**Stored data**
// ABOUTME: Per-daemon operation facade used by every transport.
// ABOUTME: Validates requests, logs failures, and wraps daemon streams in the stream adapter.

mod records;

pub use records::{
    HostEvent, LoadProgress, LogRecord, LogStreamType, PullProgress, PushProgress, StatEvent,
    StreamItem, WaitResult,
};

use crate::runtime::{DaemonClient, DaemonError, DaemonStream, ItemStream, LogOptions, SourceResult};
use crate::types::{ConfigId, ContainerId, ImageId, ImageRef};
use bollard::models::{
    ContainerCreateResponse, ContainerInspectResponse, ContainerSummary,
    ContainerTopResponse, CreateImageInfo, FilesystemChange, ImageInspect,
    ImageSearchResponseItem, ImageSummary, Swarm, SystemInfo, SystemVersion,
};
use bytes::Bytes;
use futures::StreamExt;
use std::sync::Arc;
use tracing::{debug, error, info};

/// Operations against one configured daemon.
///
/// Commands that only succeed or fail return `bool` and log the reason on
/// failure. Queries and streams return the daemon error to the caller.
pub struct DockerApi {
    id: ConfigId,
    client: Arc<dyn DaemonClient>,
    stream_capacity: usize,
}

fn invalid_image(name: &str, tag: &str, err: impl std::fmt::Display) -> DaemonError {
    DaemonError::InvalidRequest(format!("invalid image {:?} (tag {:?}): {}", name, tag, err))
}

impl DockerApi {
    pub fn new(id: ConfigId, client: Arc<dyn DaemonClient>) -> Self {
        Self {
            id,
            client,
            stream_capacity: crate::runtime::DEFAULT_STREAM_CAPACITY,
        }
    }

    pub fn with_stream_capacity(mut self, capacity: usize) -> Self {
        self.stream_capacity = capacity.max(1);
        self
    }

    pub fn id(&self) -> &ConfigId {
        &self.id
    }

    fn succeeded(&self, operation: &str, result: Result<(), DaemonError>) -> bool {
        match result {
            Ok(()) => {
                debug!(config = %self.id, operation, "daemon command succeeded");
                true
            }
            Err(err) => {
                error!(config = %self.id, operation, error = %err, "daemon command failed");
                false
            }
        }
    }

    fn logged<T>(&self, operation: &str, result: Result<T, DaemonError>) -> Result<T, DaemonError> {
        result.inspect_err(|err| {
            error!(config = %self.id, operation, error = %err, "daemon call failed")
        })
    }

    fn stream<T>(&self, operation: &str, source: SourceResult<T>) -> Result<ItemStream<T>, DaemonError>
    where
        T: Send + 'static,
    {
        let source = self.logged(operation, source)?;
        let label = format!("{}/{}", self.id, operation);
        Ok(DaemonStream::new(label, source)
            .with_capacity(self.stream_capacity)
            .boxed())
    }

    // ---------------------------------------------------------------------
    // System
    // ---------------------------------------------------------------------

    /// Reachability check. Never fails; an unreachable daemon is `false`.
    pub async fn ping(&self) -> bool {
        self.succeeded("ping", self.client.ping().await)
    }

    pub async fn info(&self) -> Result<SystemInfo, DaemonError> {
        self.logged("info", self.client.info().await)
    }

    pub async fn version(&self) -> Result<SystemVersion, DaemonError> {
        self.logged("version", self.client.version().await)
    }

    // ---------------------------------------------------------------------
    // Images
    // ---------------------------------------------------------------------

    pub async fn list_images(&self) -> Result<Vec<ImageSummary>, DaemonError> {
        self.logged("list_images", self.client.list_images().await)
    }

    pub async fn inspect_image(&self, id: &ImageId) -> Result<ImageInspect, DaemonError> {
        self.logged("inspect_image", self.client.inspect_image(id).await)
    }

    pub async fn search_images(
        &self,
        term: &str,
    ) -> Result<Vec<ImageSearchResponseItem>, DaemonError> {
        if term.trim().is_empty() {
            return self.logged(
                "search_images",
                Err(DaemonError::InvalidRequest("search term cannot be empty".to_string())),
            );
        }
        self.logged("search_images", self.client.search_images(term.trim()).await)
    }

    pub async fn remove_image(&self, id: &ImageId) -> bool {
        self.succeeded("remove_image", self.client.remove_image(id).await)
    }

    /// Import a root filesystem tarball as image `repo`.
    pub async fn create_image(
        &self,
        repo: &str,
        archive: Bytes,
    ) -> Result<Vec<CreateImageInfo>, DaemonError> {
        let reference = ImageRef::parse(repo).map_err(|e| invalid_image(repo, "", e));
        let reference = self.logged("create_image", reference)?;
        let progress = self.client.create_image(&reference, archive).await;
        self.logged("create_image", progress)
    }

    pub async fn load_image(&self, archive: Bytes) -> Result<Vec<LoadProgress>, DaemonError> {
        let output = self.logged("load_image", self.client.load_image(archive).await)?;
        Ok(output.into_iter().map(LoadProgress::from).collect())
    }

    pub async fn save_image(&self, name: &str, tag: &str) -> Result<Bytes, DaemonError> {
        let reference = ImageRef::from_parts(name, tag).map_err(|e| invalid_image(name, tag, e));
        let reference = self.logged("save_image", reference)?;
        let archive = self.logged("save_image", self.client.save_image(&reference).await)?;
        info!(config = %self.id, image = %reference, bytes = archive.len(), "exported image");
        Ok(archive)
    }

    /// Pull progress stream. A bad reference fails before the daemon is contacted.
    pub fn pull_image(&self, name: &str, tag: &str) -> Result<ItemStream<PullProgress>, DaemonError> {
        let reference = ImageRef::from_parts(name, tag).map_err(|e| invalid_image(name, tag, e));
        let reference = self.logged("pull_image", reference)?;
        info!(config = %self.id, image = %reference, "pulling image");
        self.stream("pull_image", self.client.pull_image(&reference))
    }

    pub fn push_image(&self, name: &str, tag: &str) -> Result<ItemStream<PushProgress>, DaemonError> {
        let reference = ImageRef::from_parts(name, tag).map_err(|e| invalid_image(name, tag, e));
        let reference = self.logged("push_image", reference)?;
        info!(config = %self.id, image = %reference, "pushing image");
        self.stream("push_image", self.client.push_image(&reference))
    }

    // ---------------------------------------------------------------------
    // Containers
    // ---------------------------------------------------------------------

    pub async fn list_containers(&self, all: bool) -> Result<Vec<ContainerSummary>, DaemonError> {
        self.logged("list_containers", self.client.list_containers(all).await)
    }

    pub async fn create_container(
        &self,
        name: &str,
        tag: &str,
    ) -> Result<ContainerCreateResponse, DaemonError> {
        let reference = ImageRef::from_parts(name, tag).map_err(|e| invalid_image(name, tag, e));
        let reference = self.logged("create_container", reference)?;
        let created = self.client.create_container(&reference).await;
        self.logged("create_container", created)
    }

    pub async fn start_container(&self, id: &ContainerId) -> bool {
        self.succeeded("start_container", self.client.start_container(id).await)
    }

    pub async fn stop_container(&self, id: &ContainerId) -> bool {
        self.succeeded("stop_container", self.client.stop_container(id).await)
    }

    pub async fn kill_container(&self, id: &ContainerId) -> bool {
        self.succeeded("kill_container", self.client.kill_container(id).await)
    }

    pub async fn restart_container(&self, id: &ContainerId) -> bool {
        self.succeeded("restart_container", self.client.restart_container(id).await)
    }

    pub async fn pause_container(&self, id: &ContainerId) -> bool {
        self.succeeded("pause_container", self.client.pause_container(id).await)
    }

    pub async fn unpause_container(&self, id: &ContainerId) -> bool {
        self.succeeded("unpause_container", self.client.unpause_container(id).await)
    }

    pub async fn rename_container(&self, id: &ContainerId, name: &str) -> bool {
        let result = if name.trim().is_empty() {
            Err(DaemonError::InvalidRequest("new name cannot be empty".to_string()))
        } else {
            self.client.rename_container(id, name.trim()).await
        };
        self.succeeded("rename_container", result)
    }

    pub async fn remove_container(&self, id: &ContainerId, force: bool) -> bool {
        self.succeeded("remove_container", self.client.remove_container(id, force).await)
    }

    pub async fn inspect_container(
        &self,
        id: &ContainerId,
    ) -> Result<ContainerInspectResponse, DaemonError> {
        self.logged("inspect_container", self.client.inspect_container(id).await)
    }

    pub async fn diff_container(
        &self,
        id: &ContainerId,
    ) -> Result<Vec<FilesystemChange>, DaemonError> {
        self.logged("diff_container", self.client.diff_container(id).await)
    }

    pub async fn top_container(&self, id: &ContainerId) -> Result<ContainerTopResponse, DaemonError> {
        self.logged("top_container", self.client.top_container(id).await)
    }

    /// Emits the exit status once the container stops.
    pub fn wait_container(&self, id: &ContainerId) -> Result<ItemStream<WaitResult>, DaemonError> {
        self.stream("wait_container", self.client.wait_container(id))
    }

    pub fn log_container(
        &self,
        id: &ContainerId,
        opts: &LogOptions,
    ) -> Result<ItemStream<LogRecord>, DaemonError> {
        let frames = self.stream("log_container", self.client.logs(id, opts))?;
        Ok(frames.map(|frame| frame.map(LogRecord::from)).boxed())
    }

    pub fn stats_container(&self, id: &ContainerId) -> Result<ItemStream<StatEvent>, DaemonError> {
        self.stream("stats_container", self.client.stats(id))
    }

    // ---------------------------------------------------------------------
    // Host
    // ---------------------------------------------------------------------

    pub fn events(&self) -> Result<ItemStream<HostEvent>, DaemonError> {
        self.stream("events", self.client.events())
    }

    pub async fn inspect_swarm(&self) -> Result<Swarm, DaemonError> {
        self.logged("inspect_swarm", self.client.inspect_swarm().await)
    }
}

impl std::fmt::Debug for DockerApi {
    fn fmt(&self, f: &mut std::fmt::Formatter<'_>) -> std::fmt::Result {
        f.debug_struct("DockerApi")
            .field("id", &self.id)
            .field("stream_capacity", &self.stream_capacity)
            .finish_non_exhaustive()
    }
}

**EXERCISE REQUIREMENTS**
Copy down every line of the entries containing the word "crate".

**TASK OUTPUT**
use crate::runtime::{DaemonClient, DaemonError, DaemonStream, ItemStream, LogOptions, SourceResult};
use crate::types::{ConfigId, ContainerId, ImageId, ImageRef};
            stream_capacity: crate::runtime::DEFAULT_STREAM_CAPACITY,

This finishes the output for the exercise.